China, planning to bankroll a $6 billion iron ore expansion of Fortescue Metals Group Ltd. in Australia, is poised to make further investments to help break the “stranglehold” of the world’s three-largest exporters.
“The Chinese steel mills are trying to dilute the concentration of iron ore supply,” said Mark Pervan, senior commodity strategist at Australia & New Zealand Banking Group Ltd. “They will be looking for more deals like this.”
China, the world’s biggest buyer of the ore, has invested in $56 billion of projects globally to try to reduce dependence on Vale SA, Rio Tinto Group and BHP Billiton Ltd., which control two-thirds of seaborne supply. The nation yesterday scaled back contract price demands together with the Fortescue deal after seven months of stalled talks.
The Chinese “are very keen to see supply away from BHP, Rio and Vale grow,” said Tim Schroeders, who helps manage A$1.1 billion ($904 million) in stocks at Pengana Capital Ltd. in Melbourne, including the three biggest producers. They would want to “lessen the stranglehold, or perceived stranglehold, that the big three have,” he said.
Fortescue, Australia’s third-largest iron ore exporter, fell 3.9 percent to A$4.40 at the 4:10 p.m. Sydney time close on the Australian stock exchange, giving it a market value of A$13.6 billion. The stock has more than doubled this year as a rebound in demand in China boosted ore cash prices by about 46 percent.
Chinese lenders will arrange between $5.5 billion to $6 billion of financing for Fortescue, in which China’s Hunan Valin Iron & Steel Group has a stake, as part of a sales price accord, the Perth-based company said yesterday.
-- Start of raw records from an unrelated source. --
use std::time::Instant;

/// The last raw counter vector read for one metric kind.
///
/// Network keeps `[rx, tx]`, disk keeps `[read, write]` and CPU keeps the
/// flattened per-core `[user, system, idle, nice]` ticks.
#[derive(Clone, Debug, PartialEq)]
pub struct CounterSample {
    pub values: Vec<u64>,
    pub taken_at: Instant,
}

impl CounterSample {
    pub fn new(values: Vec<u64>, taken_at: Instant) -> Self {
        CounterSample { values, taken_at }
    }
}

/// Distance travelled by a monotonic counter.
///
/// A reading below the previous one means the counter wrapped or was reset;
/// counting is then assumed to have restarted from zero, so the delta is the
/// new reading itself.
pub fn counter_delta(then: u64, now: u64) -> u64 {
    if now >= then {
        now - then
    } else {
        now
    }
}

/// Per-second rate between two counter readings.
///
/// Returns `None` unless `t_now` is strictly after `t_then`.
pub fn rate_per_second(then: u64, now: u64, t_then: Instant, t_now: Instant) -> Option<f64> {
    if t_now <= t_then {
        return None;
    }
    let seconds = t_now.duration_since(t_then).as_secs_f64();
    if seconds <= 0.0 {
        return None;
    }
    let rate = counter_delta(then, now) as f64 / seconds;
    Some(rate.max(0.0))
}

/// Rates for every counter of `current` against `previous`.
///
/// `None` when there is no usable baseline: the vectors differ in length or
/// the readings are not in time order.
pub fn rates_between(previous: &CounterSample, current: &CounterSample) -> Option<Vec<f64>> {
    if previous.values.len() != current.values.len() {
        return None;
    }
    previous
        .values
        .iter()
        .zip(&current.values)
        .map(|(then, now)| rate_per_second(*then, *now, previous.taken_at, current.taken_at))
        .collect()
}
Most of the money will be used to expand production, Fortescue Chief Executive Officer Andrew Forrest said yesterday on a conference call.
“Fortescue and China are hoping the miner has the potential to break the duopoly of BHP and Rio” for Australian iron ore, said Zhou Xizeng, a Beijing-based analyst with Citic Securities Co. BHP and Rio are the two biggest producers in Australia, itself the biggest exporter of the ore.
Fortescue, which had delayed expanding its iron mine amid a cash squeeze and a slump in demand, plans to increase capacity to 95 million metric tons by 2012, Chief Financial Officer Michael Minosora said last week, from current capacity of about 45 million tons. It had cash of $654 million and debt of $2.8 billion at June 30, according to company filings.
“The Chinese aren’t there for next year, they’re not there for the year after, they’re there for the next 10 to 20 years,” said James Wilson, a resources analyst at DJ Carmichael & Co. in Perth. “Fortescue has its own infrastructure, its own port facilities, it’s ramping up production. There’s a great case for investment there.”
China bought record volumes of ore in July as the government’s 4 trillion yuan ($585 billion) stimulus package spurs demand for steel in construction, automobiles and washing machines. China may spend more than $500 billion on foreign resource investments over the next eight years, according to Deloitte Touche Tohmatsu.
China’s drive to secure ore production was set back in June when Rio, the world’s second-largest exporter, rejected a planned $19.5 billion investment by Aluminum Corp. of China, or Chinalco, that would’ve included stakes in Rio’s Australian iron ore operations. The deal was scrapped in favor of an iron ore venture with rival BHP, a venture which “hints heavily of monopoly,” the China Iron & Steel Association has said.
“The BHP-Rio joint venture is China Inc.’s worst nightmare,” Charlie Aitken, Southern Cross Equities Ltd. executive director, said today in a note. “China Inc. has attempted to make Rio appear a ‘dishonorable company’ ever since Rio left Chinalco at the altar and ran into BHP’s arms.”
Hunan Valin Iron & Steel, Fortescue’s second-largest shareholder with a 17.3 percent stake, said in May it would help Fortescue produce 100 million tons of iron ore a year. It started output from its A$2.8 billion mine in May last year. Chinese financing of as much as $6 billion could fund an expansion to 155 million tons a year and potentially pay some debt, Southern Cross said in a report yesterday.
“Fortescue’s cash flow would be squeezed unless it paid down existing debt or it quickly and significantly increased sales volumes,” Morgan Stanley said today in a note.
Rio’s share of ore output in the 12 months to June 30, 2009, was 151 million tons, while BHP reported output of 114.4 million tons in the 12 months ended June 30. BHP has approved spending of $4.8 billion to increase capacity to 205 million tons a year from 2011 and is studying a further lift to 350 million tons a year. Rio is studying an expansion to 320 million tons.
“China’s strategic aim to encourage as much as iron ore production as possible has the ability to undermine the historical high returns that iron ore has generated,” Citigroup Inc.’s Clarke Wilkins said yesterday in a report.